Problem description | Say how many lines in the entries contain "join", giving only the number.

══ Supplied data

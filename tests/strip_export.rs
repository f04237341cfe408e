// SPDX-License-Identifier: MPL-2.0

//! Integration tests for strip rendering, export and sharing

use image::{Rgb, RgbImage};
use photobooth::backends::share::ScriptedShare;
use photobooth::errors::{ExportError, ShareError};
use photobooth::pipelines::photo::EncodedImage;
use photobooth::pipelines::photo::encoding::encode_jpeg;
use photobooth::pipelines::strip::{ShareOutcome, StripExporter, render_strip};
use std::path::PathBuf;
use std::sync::Arc;

fn photo(color: [u8; 3]) -> Arc<EncodedImage> {
    let image = RgbImage::from_pixel(120, 120, Rgb(color));
    Arc::new(EncodedImage {
        data: encode_jpeg(&image, 85).unwrap(),
        width: 120,
        height: 120,
    })
}

fn strip() -> Vec<Arc<EncodedImage>> {
    vec![photo([220, 30, 30]), photo([30, 220, 30]), photo([30, 30, 220])]
}

fn scratch_dir(name: &str) -> PathBuf {
    let dir = std::env::temp_dir().join(format!(
        "photobooth-export-it-{}-{}",
        name,
        std::process::id()
    ));
    let _ = std::fs::remove_dir_all(&dir);
    dir
}

#[tokio::test]
async fn test_render_full_strip_at_export_scale() {
    let rendered = render_strip(strip()).await.unwrap();
    assert_eq!((rendered.width, rendered.height), (600, 1280));

    let decoded = rendered.decode().unwrap();
    assert_eq!(decoded.dimensions(), (600, 1280));
}

#[tokio::test]
async fn test_render_empty_strip_fails() {
    assert_eq!(
        render_strip(Vec::new()).await.unwrap_err(),
        ExportError::EmptyStrip
    );
}

#[tokio::test]
async fn test_photos_keep_their_order() {
    let rendered = render_strip(strip()).await.unwrap().decode().unwrap();

    // Frame centers at scale 2: x = 40*2 + 110*2, y = (30 + i*200 + 90) * 2
    let red = rendered.get_pixel(300, 240).0;
    let green = rendered.get_pixel(300, 640).0;
    let blue = rendered.get_pixel(300, 1040).0;
    assert!(red[0] > 150 && red[1] < 100);
    assert!(green[1] > 150 && green[0] < 100);
    assert!(blue[2] > 150 && blue[1] < 100);
}

#[tokio::test]
async fn test_export_writes_strip_file() {
    let dir = scratch_dir("export");
    let share = Arc::new(ScriptedShare::new(Ok(())));
    let exporter = StripExporter::new(dir.clone(), share.clone());

    let path = exporter.export(strip()).await.unwrap();
    assert_eq!(path, dir.join("photo-strip.jpg"));
    assert!(path.exists());
    assert!(share.payloads().is_empty());
}

#[tokio::test]
async fn test_share_hands_over_jpeg() {
    let dir = scratch_dir("shared");
    let share = Arc::new(ScriptedShare::new(Ok(())));
    let exporter = StripExporter::new(dir.clone(), share.clone());

    let outcome = exporter.share(strip()).await.unwrap();
    assert_eq!(outcome, ShareOutcome::Shared);
    assert!(!dir.join("photo-strip.jpg").exists());

    let payloads = share.payloads();
    assert_eq!(payloads.len(), 1);
    assert_eq!(payloads[0].file_name, "photo-strip.jpg");
    assert_eq!(payloads[0].mime_type, "image/jpeg");
    assert_eq!(&payloads[0].data[..2], &[0xFF, 0xD8]);
}

#[tokio::test]
async fn test_share_failure_falls_back_to_file() {
    let dir = scratch_dir("fallback");
    let share = Arc::new(ScriptedShare::new(Err(ShareError::Cancelled)));
    let exporter = StripExporter::new(dir.clone(), share);

    match exporter.share(strip()).await.unwrap() {
        ShareOutcome::Exported { path, reason } => {
            assert_eq!(path, dir.join("photo-strip.jpg"));
            assert!(path.exists());
            assert_eq!(reason, ShareError::Cancelled);
        }
        other => panic!("expected fallback export, got {:?}", other),
    }
}

#[tokio::test]
async fn test_unavailable_share_skips_target() {
    let dir = scratch_dir("unavailable");
    let share = Arc::new(ScriptedShare::new(Err(ShareError::Unavailable)));
    let exporter = StripExporter::new(dir.clone(), share.clone());

    let outcome = exporter.share(strip()).await.unwrap();
    assert!(matches!(outcome, ShareOutcome::Exported { .. }));
    assert!(share.payloads().is_empty());
}
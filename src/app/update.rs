// SPDX-License-Identifier: GPL-3.0-only

//! Message update handling
//!
//! This module handles all application messages by routing them to focused handler methods.
//! The main `update()` function acts as a dispatcher, while specific handlers are implemented
//! in the `handlers` submodules organized by functional domain.
//!
//! # Handler Modules
//!
//! - `handlers::capture`: Filter swipes, timer, flash, countdown, capture
//! - `handlers::navigation`: View switching
//! - `handlers::strip`: Reorder, delete, export, share, new strip

use crate::app::state::{AppModel, Message};
use crate::app::task::Task;
use tracing::trace;

impl AppModel {
    /// Main message handler - routes messages to appropriate handler methods.
    pub fn update(&mut self, message: Message) -> Task {
        trace!(?message, "Update");
        match message {
            // ===== Capture =====
            Message::SwipeFilter(direction) => self.handle_swipe_filter(direction),
            Message::SetTimer(seconds) => self.handle_set_timer(seconds),
            Message::ToggleTimer => self.handle_toggle_timer(),
            Message::ToggleFlash => self.handle_toggle_flash(),
            Message::Capture => self.handle_capture(),
            Message::CountdownTick { generation } => self.handle_countdown_tick(generation),
            Message::PhotoProcessed(result) => self.handle_photo_processed(result),
            Message::ClearFlash => self.handle_clear_flash(),
            Message::ProcessingElapsed => self.handle_processing_elapsed(),

            // ===== Navigation =====
            Message::Navigate(view) => self.handle_navigate(view),

            // ===== Film strip =====
            Message::DragStart { index, y } => self.handle_drag_start(index, y),
            Message::DragMove { y } => self.handle_drag_move(y),
            Message::DragEnd => self.handle_drag_end(),
            Message::SwipeDelete { index } => self.handle_swipe_delete(index),
            Message::SwipeOutComplete(id) => self.handle_swipe_out_complete(id),
            Message::Export => self.handle_export(),
            Message::Share => self.handle_share(),
            Message::StripExported(result) => self.handle_strip_exported(result),
            Message::StripShared(result) => self.handle_strip_shared(result),
            Message::NewStrip => self.handle_new_strip(),
        }
    }
}
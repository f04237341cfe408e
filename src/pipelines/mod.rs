// SPDX-License-Identifier: MPL-2.0

//! Processing pipelines for photos and strips
//!
//! Heavy pixel work runs in background tasks so the live preview keeps
//! updating while a capture or an export is in flight.
//!
//! ```text
//! ┌──────────────┐     ┌───────────────────┐     ┌──────────────┐
//! │ Camera Frame │ ──▶ │  Photo Pipeline   │ ──▶ │  JPEG photo  │
//! │   (RGBA)     │     │  - Render         │     │  + filter id │
//! │              │     │  - Filter pass    │     │              │
//! │              │     │  - Encoding (85)  │     │              │
//! └──────────────┘     └───────────────────┘     └──────┬───────┘
//!                                                       │ × n
//!                      ┌───────────────────┐     ┌──────▼───────┐
//!                      │  Strip Pipeline   │ ◀── │   Session    │
//!                      │  - Compose        │     └──────────────┘
//!                      │  - Encoding (80)  │ ──▶ file / share target
//!                      └───────────────────┘
//! ```
//!
//! # Modules
//!
//! - [`photo`]: Single capture, filter and JPEG encoding
//! - [`strip`]: Strip composition, export and share

pub mod photo;
pub mod strip;
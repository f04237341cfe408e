// SPDX-License-Identifier: GPL-3.0-only

//! Deferred work returned from `update`
//!
//! Handlers never block and never spawn on their own. They describe what
//! should happen later as a [`Task`] and the [`Executor`](super::runtime::Executor)
//! turns each action into a message once it completes.

use super::state::Message;
use futures::FutureExt;
use futures::future::BoxFuture;
use std::future::Future;
use std::time::Duration;

/// One unit of deferred work
pub enum Action {
    /// Deliver `message` after `after` has elapsed
    Delay { after: Duration, message: Message },
    /// Await the future and deliver its message
    Perform(BoxFuture<'static, Message>),
}

impl std::fmt::Debug for Action {
    fn fmt(&self, f: &mut std::fmt::Formatter<'_>) -> std::fmt::Result {
        match self {
            Action::Delay { after, message } => f
                .debug_struct("Delay")
                .field("after", after)
                .field("message", message)
                .finish(),
            Action::Perform(_) => f.write_str("Perform(..)"),
        }
    }
}

/// A batch of actions; empty means nothing to do
#[derive(Debug, Default)]
#[must_use = "tasks do nothing unless handed to the executor"]
pub struct Task {
    actions: Vec<Action>,
}

impl Task {
    pub fn none() -> Self {
        Self::default()
    }

    /// Deliver `message` after a delay
    pub fn delay(after: Duration, message: Message) -> Self {
        Self {
            actions: vec![Action::Delay { after, message }],
        }
    }

    /// Run `future` and map its output into a message
    pub fn perform<F, T>(future: F, map: impl FnOnce(T) -> Message + Send + 'static) -> Self
    where
        F: Future<Output = T> + Send + 'static,
        T: Send + 'static,
    {
        Self {
            actions: vec![Action::Perform(future.map(map).boxed())],
        }
    }

    pub fn batch(tasks: impl IntoIterator<Item = Task>) -> Self {
        Self {
            actions: tasks.into_iter().flat_map(|task| task.actions).collect(),
        }
    }

    pub fn len(&self) -> usize {
        self.actions.len()
    }

    pub fn is_empty(&self) -> bool {
        self.actions.is_empty()
    }

    pub fn into_actions(self) -> Vec<Action> {
        self.actions
    }
}

#[cfg(test)]
mod tests {
    use super::*;

    #[test]
    fn test_batch_flattens() {
        let task = Task::batch([
            Task::none(),
            Task::delay(Duration::from_millis(150), Message::ClearFlash),
            Task::perform(async { 1 }, |_| Message::ProcessingElapsed),
        ]);
        assert_eq!(task.len(), 2);

        let actions = task.into_actions();
        assert!(matches!(
            &actions[0],
            Action::Delay { after, message: Message::ClearFlash }
                if *after == Duration::from_millis(150)
        ));
        assert!(matches!(actions[1], Action::Perform(_)));
    }

    #[test]
    fn test_none_is_empty() {
        assert!(Task::none().is_empty());
        assert!(Task::batch(Vec::new()).is_empty());
    }
}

════

Result of this task | 4